Task requirements
Track down every line below that holds "actions" and copy it.

Collected data entries:
__________________________________________________

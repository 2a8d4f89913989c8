//! Desktop notification surface
//!
//! Rendering is pure; publishing goes through a backend abstraction so the
//! rest of the crate never touches the notification API directly. The
//! default backend is notify-rust with a fixed replace-id, downgraded to a
//! log-only backend if the notification service stops cooperating.

use async_trait::async_trait;
use tokio::sync::Mutex;
use tracing::{debug, info, warn};

use crate::config::TimerConfig;
use crate::state::TimerState;

/// Failure modes of a notification backend
#[derive(Debug, thiserror::Error)]
pub enum NotifyError {
    /// The platform refused permission to post; an expected degraded mode
    #[error("notification permission denied")]
    PermissionDenied,
    #[error("notification backend failure: {0}")]
    Backend(String),
}

/// Action button carried on the notification
#[derive(Debug, Clone, PartialEq, Eq)]
pub struct NotificationAction {
    pub id: String,
    pub label: String,
}

/// Renderable notification content
#[derive(Debug, Clone, PartialEq, Eq)]
pub struct NotificationPayload {
    pub title: String,
    pub timer_line: String,
    pub battery_line: String,
    pub actions: Vec<NotificationAction>,
}

/// Render the notification content for a timer state
pub fn render(state: &TimerState, config: &TimerConfig) -> NotificationPayload {
    let battery_line = match state.battery_percent() {
        Some(percent) => format!("Battery value: {}", percent),
        None => "Battery value: unknown".to_string(),
    };

    NotificationPayload {
        title: config.title.clone(),
        timer_line: format!("Timer value: {}", state.elapsed_ticks),
        battery_line,
        actions: vec![
            NotificationAction {
                id: config.start_action.clone(),
                label: "Start timer".to_string(),
            },
            NotificationAction {
                id: config.stop_action.clone(),
                label: "Stop timer".to_string(),
            },
        ],
    }
}

/// Abstraction over the platform notification surface
#[async_trait]
pub trait NotificationBackend: Send {
    /// Publish the payload under the given id, replacing any notification
    /// previously published under the same id
    async fn publish(&mut self, id: u32, payload: &NotificationPayload) -> Result<(), NotifyError>;

    /// Withdraw the notification published under the given id
    async fn close(&mut self, id: u32);
}

/// Backend publishing real desktop notifications via notify-rust
pub struct DesktopBackend {
    handle: Option<notify_rust::NotificationHandle>,
}

impl DesktopBackend {
    pub fn new() -> Self {
        Self { handle: None }
    }
}

impl Default for DesktopBackend {
    fn default() -> Self {
        Self::new()
    }
}

#[async_trait]
impl NotificationBackend for DesktopBackend {
    async fn publish(&mut self, id: u32, payload: &NotificationPayload) -> Result<(), NotifyError> {
        let mut notification = notify_rust::Notification::new();
        notification
            .appname(&payload.title)
            .summary(&payload.title)
            .body(&format!("{}\n{}", payload.timer_line, payload.battery_line))
            .id(id)
            .urgency(notify_rust::Urgency::Normal);
        for action in &payload.actions {
            notification.action(&action.id, &action.label);
        }

        match notification.show_async().await {
            Ok(handle) => {
                debug!(id, "notification published");
                self.handle = Some(handle);
                Ok(())
            }
            Err(e) => Err(NotifyError::Backend(e.to_string())),
        }
    }

    async fn close(&mut self, id: u32) {
        if self.handle.take().is_none() {
            return;
        }
        // NotificationHandle::close blocks on the session bus; replace the
        // notification with a near-immediate timeout one instead.
        let _ = notify_rust::Notification::new()
            .id(id)
            .timeout(notify_rust::Timeout::Milliseconds(1))
            .show_async()
            .await;
    }
}

/// Fallback backend that only writes log lines
pub struct LogBackend;

#[async_trait]
impl NotificationBackend for LogBackend {
    async fn publish(&mut self, id: u32, payload: &NotificationPayload) -> Result<(), NotifyError> {
        info!(
            id,
            "[NOTIFY] {} | {} | {}",
            payload.title,
            payload.timer_line,
            payload.battery_line
        );
        Ok(())
    }

    async fn close(&mut self, _id: u32) {}
}

/// Publishes rendered timer state to the notification surface.
///
/// A permission-denied publish is skipped without complaint. Any other
/// backend failure downgrades this presenter to [`LogBackend`] for the rest
/// of its life.
pub struct NotificationPresenter {
    id: u32,
    backend: Mutex<Box<dyn NotificationBackend>>,
}

impl NotificationPresenter {
    pub fn new(id: u32, backend: Box<dyn NotificationBackend>) -> Self {
        Self {
            id,
            backend: Mutex::new(backend),
        }
    }

    /// Presenter backed by real desktop notifications
    pub fn desktop(id: u32) -> Self {
        Self::new(id, Box::new(DesktopBackend::new()))
    }

    /// Presenter that only logs; used when no notification service exists
    pub fn log_only(id: u32) -> Self {
        Self::new(id, Box::new(LogBackend))
    }

    /// Publish the payload, degrading silently instead of failing
    pub async fn publish(&self, payload: &NotificationPayload) {
        let mut backend = self.backend.lock().await;
        match backend.publish(self.id, payload).await {
            Ok(()) => {}
            Err(NotifyError::PermissionDenied) => {
                debug!(id = self.id, "notification permission denied; publish skipped");
            }
            Err(e) => {
                warn!(error = %e, "notification backend failed; switching to log-only");
                *backend = Box::new(LogBackend);
            }
        }
    }

    /// Withdraw the visible notification
    pub async fn close(&self) {
        self.backend.lock().await.close(self.id).await;
    }
}

#[cfg(test)]
pub(crate) mod testing {
    use std::sync::{Arc, Mutex};

    use super::*;

    /// Records every published payload for assertions
    pub(crate) struct RecordingBackend {
        pub published: Arc<Mutex<Vec<NotificationPayload>>>,
    }

    impl RecordingBackend {
        pub fn new() -> (Self, Arc<Mutex<Vec<NotificationPayload>>>) {
            let published = Arc::new(Mutex::new(Vec::new()));
            let backend = Self {
                published: Arc::clone(&published),
            };
            (backend, published)
        }
    }

    #[async_trait]
    impl NotificationBackend for RecordingBackend {
        async fn publish(
            &mut self,
            _id: u32,
            payload: &NotificationPayload,
        ) -> Result<(), NotifyError> {
            self.published.lock().unwrap().push(payload.clone());
            Ok(())
        }

        async fn close(&mut self, _id: u32) {}
    }

    /// Refuses every publish with a permission error
    pub(crate) struct DeniedBackend {
        pub attempts: Arc<Mutex<u32>>,
    }

    impl DeniedBackend {
        pub fn new() -> (Self, Arc<Mutex<u32>>) {
            let attempts = Arc::new(Mutex::new(0));
            let backend = Self {
                attempts: Arc::clone(&attempts),
            };
            (backend, attempts)
        }
    }

    #[async_trait]
    impl NotificationBackend for DeniedBackend {
        async fn publish(
            &mut self,
            _id: u32,
            _payload: &NotificationPayload,
        ) -> Result<(), NotifyError> {
            *self.attempts.lock().unwrap() += 1;
            Err(NotifyError::PermissionDenied)
        }

        async fn close(&mut self, _id: u32) {}
    }

    /// Fails every publish with a backend error
    pub(crate) struct BrokenBackend {
        pub attempts: Arc<Mutex<u32>>,
    }

    impl BrokenBackend {
        pub fn new() -> (Self, Arc<Mutex<u32>>) {
            let attempts = Arc::new(Mutex::new(0));
            let backend = Self {
                attempts: Arc::clone(&attempts),
            };
            (backend, attempts)
        }
    }

    #[async_trait]
    impl NotificationBackend for BrokenBackend {
        async fn publish(
            &mut self,
            _id: u32,
            _payload: &NotificationPayload,
        ) -> Result<(), NotifyError> {
            *self.attempts.lock().unwrap() += 1;
            Err(NotifyError::Backend("bus unreachable".to_string()))
        }

        async fn close(&mut self, _id: u32) {}
    }
}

__________________________________________________

Response
    pub actions: Vec<NotificationAction>,
        actions: vec![
        for action in &payload.actions {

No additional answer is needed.